Scroll down through the comments and you’ll find Martin Bright asserting that “Islamophobia is a daft term”. Odd, then, that Bright told a FOSIS conference in August 2005 that he had no problem describing himself as an Islamophobe “because there is a lot in Islam to be fearful of”. Bright also wants to know “why calling the Sufi Muslim Council a ‘fraudulent outfit’ doesn’t count as Islamophobia. Or don’t Sufis count as Muslims?” They certainly do, but they never elected Haras Rafiq and Azhar Ali as their representatives. Even the government has evidently reached the conclusion that the SMC is a waste of space and has now shifted its patronage to Khurshid Ahmed’s British Muslim Forum.

Combating terrorism – conference at Islamic Cultural Centre

Dr Muhammad Abdul Bari, secretary-general of the Muslim Council of Britain, delivered the opening address at the Islamic Cultural Centre conference on Saturday.

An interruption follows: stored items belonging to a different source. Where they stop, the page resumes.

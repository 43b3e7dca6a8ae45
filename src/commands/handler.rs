//! Command handler implementation.

use std::sync::Arc;

use tokio::sync::RwLock;
use tracing::{debug, info, warn};

use super::types::{BotCommand, CommandResult};
use crate::config::{ChannelStore, NOT_SET};
use crate::forwarder::ForwardRegistry;
use crate::telegram::{ChannelGateway, ReplySink};

/// Handles bot commands against the shared channel configuration.
pub struct CommandHandler {
    /// Persisted source/target pair.
    store: Arc<RwLock<ChannelStore>>,

    /// Backend used by forward routines.
    gateway: Arc<dyn ChannelGateway>,

    /// Running forward routines.
    registry: ForwardRegistry,
}

impl CommandHandler {
    /// Creates a new command handler.
    #[must_use]
    pub fn new(
        store: Arc<RwLock<ChannelStore>>,
        gateway: Arc<dyn ChannelGateway>,
        registry: ForwardRegistry,
    ) -> Self {
        Self {
            store,
            gateway,
            registry,
        }
    }

    /// Handles an incoming message and sends the reply, if any.
    pub async fn handle_message(&self, text: &str, is_private: bool, reply: Arc<dyn ReplySink>) {
        let Some(result) = self.try_handle(text, is_private, Arc::clone(&reply)).await else {
            return;
        };

        if let Some(message) = result.message
            && let Err(e) = reply.reply(&message).await
        {
            warn!("Failed to send reply: {}", e);
        }
    }

    /// Tries to parse and execute a command from a message.
    ///
    /// Returns `None` if the message is not a command or was not sent in a
    /// private chat.
    pub async fn try_handle(
        &self,
        text: &str,
        is_private: bool,
        reply: Arc<dyn ReplySink>,
    ) -> Option<CommandResult> {
        if !is_private {
            return None;
        }
        let command = BotCommand::parse(text)?;

        debug!("Handling command: {}", command);
        let result = self.execute(command, reply).await;
        info!("Command result: success={}", result.success);

        Some(result)
    }

    /// Executes a parsed command.
    async fn execute(&self, command: BotCommand, reply: Arc<dyn ReplySink>) -> CommandResult {
        match command {
            BotCommand::SetSource(arg) => self.handle_set_source(arg.as_deref()).await,
            BotCommand::SetForward(arg) => self.handle_set_forward(arg.as_deref()).await,
            BotCommand::Status => self.handle_status().await,
            BotCommand::Forward => self.handle_forward(reply).await,
            BotCommand::Help => Self::handle_help(),
        }
    }

    async fn handle_set_source(&self, channel: Option<&str>) -> CommandResult {
        let Some(channel) = channel else {
            return CommandResult::error("Usage: /setsource <channel_username_or_id>");
        };

        let mut store = self.store.write().await;
        if let Err(e) = store.set_source(channel) {
            warn!("Failed to save config: {}", e);
            return CommandResult::error(format!("Failed to save configuration: {e}"));
        }

        info!("Source channel set to {}", channel);
        CommandResult::success(format!("Source channel set to: {channel}"))
    }

    async fn handle_set_forward(&self, channel: Option<&str>) -> CommandResult {
        let Some(channel) = channel else {
            return CommandResult::error("Usage: /setforward <channel_username_or_id>");
        };

        let mut store = self.store.write().await;
        if let Err(e) = store.set_target(channel) {
            warn!("Failed to save config: {}", e);
            return CommandResult::error(format!("Failed to save configuration: {e}"));
        }

        info!("Forward channel set to {}", channel);
        CommandResult::success(format!("Forward channel set to: {channel}"))
    }

    async fn handle_status(&self) -> CommandResult {
        let store = self.store.read().await;

        let message = format!(
            "Current configuration:\n\
             Source: {}\n\
             Target: {}",
            store.source().unwrap_or(NOT_SET),
            store.target().unwrap_or(NOT_SET),
        );

        CommandResult::success(message)
    }

    async fn handle_forward(&self, reply: Arc<dyn ReplySink>) -> CommandResult {
        let Some((source, target)) = self.store.read().await.forward_pair() else {
            return CommandResult::error(
                "Both source and target channels must be set. Use /setsource and /setforward commands.",
            );
        };

        match self
            .registry
            .spawn(Arc::clone(&self.gateway), source, target, reply)
            .await
        {
            // The routine reports its own progress
            Ok(_) => CommandResult::silent(),
            Err(e) => CommandResult::error(e.to_string()),
        }
    }

    fn handle_help() -> CommandResult {
        let mut lines = vec!["Available commands:".to_owned()];
        for (usage, description) in BotCommand::all_commands() {
            lines.push(format!("/{usage} - {description}"));
        }
        CommandResult::success(lines.join("\n"))
    }
}

impl std::fmt::Debug for CommandHandler {
    fn fmt(&self, f: &mut std::fmt::Formatter<'_>) -> std::fmt::Result {
        f.debug_struct("CommandHandler")
            .field("registry", &self.registry)
            .finish_non_exhaustive()
    }
}
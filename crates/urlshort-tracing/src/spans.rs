//! Span builder helpers for redirect instrumentation.

/// Create the span wrapping one dispatched request.
///
/// Usage: `let span = redirect_request_span!(path);`
///
/// Fields recorded once the path is resolved:
/// - `outcome`: `redirect` or `fallback`
/// - `destination`: the `Location` sent to the client, redirects only
#[macro_export]
macro_rules! redirect_request_span {
    ($path:expr) => {
        tracing::info_span!(
            "redirect_request",
            path = %$path,
            outcome = tracing::field::Empty,
            destination = tracing::field::Empty,
        )
    };
}

/// Create the span covering mapping construction at startup.
#[macro_export]
macro_rules! mapping_load_span {
    ($source:expr) => {
        tracing::info_span!(
            "mapping_load",
            source = %$source,
            paths = tracing::field::Empty,
        )
    };
}
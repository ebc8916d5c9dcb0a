//! Tracing configuration types.

use serde::Deserialize;

/// Configuration for logging and optional OpenTelemetry export.
#[derive(Debug, Clone, Deserialize)]
pub struct TracingConfig {
    /// Service name attached to exported spans.
    #[serde(default = "default_service_name")]
    pub service_name: String,

    /// OTLP collector endpoint (e.g. "http://localhost:4317").
    /// When `None`, spans are only written to stderr.
    #[serde(default)]
    pub otlp_endpoint: Option<String>,

    /// Transport protocol for OTLP export.
    #[serde(default)]
    pub protocol: OtlpProtocol,

    /// `EnvFilter` directive (e.g. "info", "urlshort=debug,info").
    #[serde(default = "default_log_level")]
    pub log_level: String,
}

/// OTLP transport protocol.
#[derive(Debug, Clone, Copy, Deserialize, Default, PartialEq, Eq)]
#[serde(rename_all = "lowercase")]
pub enum OtlpProtocol {
    #[default]
    Grpc,
    Http,
}

fn default_service_name() -> String {
    "urlshort".to_string()
}

fn default_log_level() -> String {
    "info".to_string()
}

impl Default for TracingConfig {
    fn default() -> Self {
        Self {
            service_name: default_service_name(),
            otlp_endpoint: None,
            protocol: OtlpProtocol::default(),
            log_level: default_log_level(),
        }
    }
}
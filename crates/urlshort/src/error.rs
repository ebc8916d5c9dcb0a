//! Errors raised while building a mapping.
//!
//! Only construction can fail. Resolving a path at request time is total:
//! a miss is the fallback branch, not an error.

use std::path::PathBuf;

use thiserror::Error;

/// Failure to turn a mapping document into a resolver.
#[derive(Debug, Error)]
pub enum LoadError {
    /// The bytes are not YAML, or not a sequence of `path`/`url` mappings.
    #[error("malformed mapping document: {0}")]
    MalformedInput(#[from] serde_yaml::Error),

    /// The mapping file could not be read.
    #[error("failed to read mapping file {}: {source}", path.display())]
    Io {
        path: PathBuf,
        #[source]
        source: std::io::Error,
    },
}

impl LoadError {
    /// Whether the document itself was at fault (as opposed to the filesystem).
    pub fn is_malformed(&self) -> bool {
        matches!(self, LoadError::MalformedInput(_))
    }
}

MCB news report, 9 July 2007

See also BBC News, 7 July 2007

Over at the Sunday Telegraph Alasdair Palmer informs his readers that the conference’s call for co-operation with the police and security services came as “a surprise because, in the past, the MCB has seemed to be somewhat lukewarm about encouraging British Muslims to go to the police or security services with any suspicions they might have about friends or acquaintances who they think might be involved in terrorism. It is, after all, only nine months since Mr Bari issued a scarcely veiled threat to the authorities: he said that if the Government and ‘some police officers and sections of the media’ continued to ‘demonise Muslims… Britain will have to deal with two million Muslim terrorists, 700,000 of them in London’.”

Of course, the MCB has repeatedly urged the community to co-operate with the police in countering terrorism. As for the “two million Muslim terrorists” nonsense, which is based on the Sunday Telegraph‘s own distorted presentation of a September 2006 interview with Dr Bari, the MCB replied to this at the time. But never let facts get in the way of an anti-Muslim story, eh Alasdair?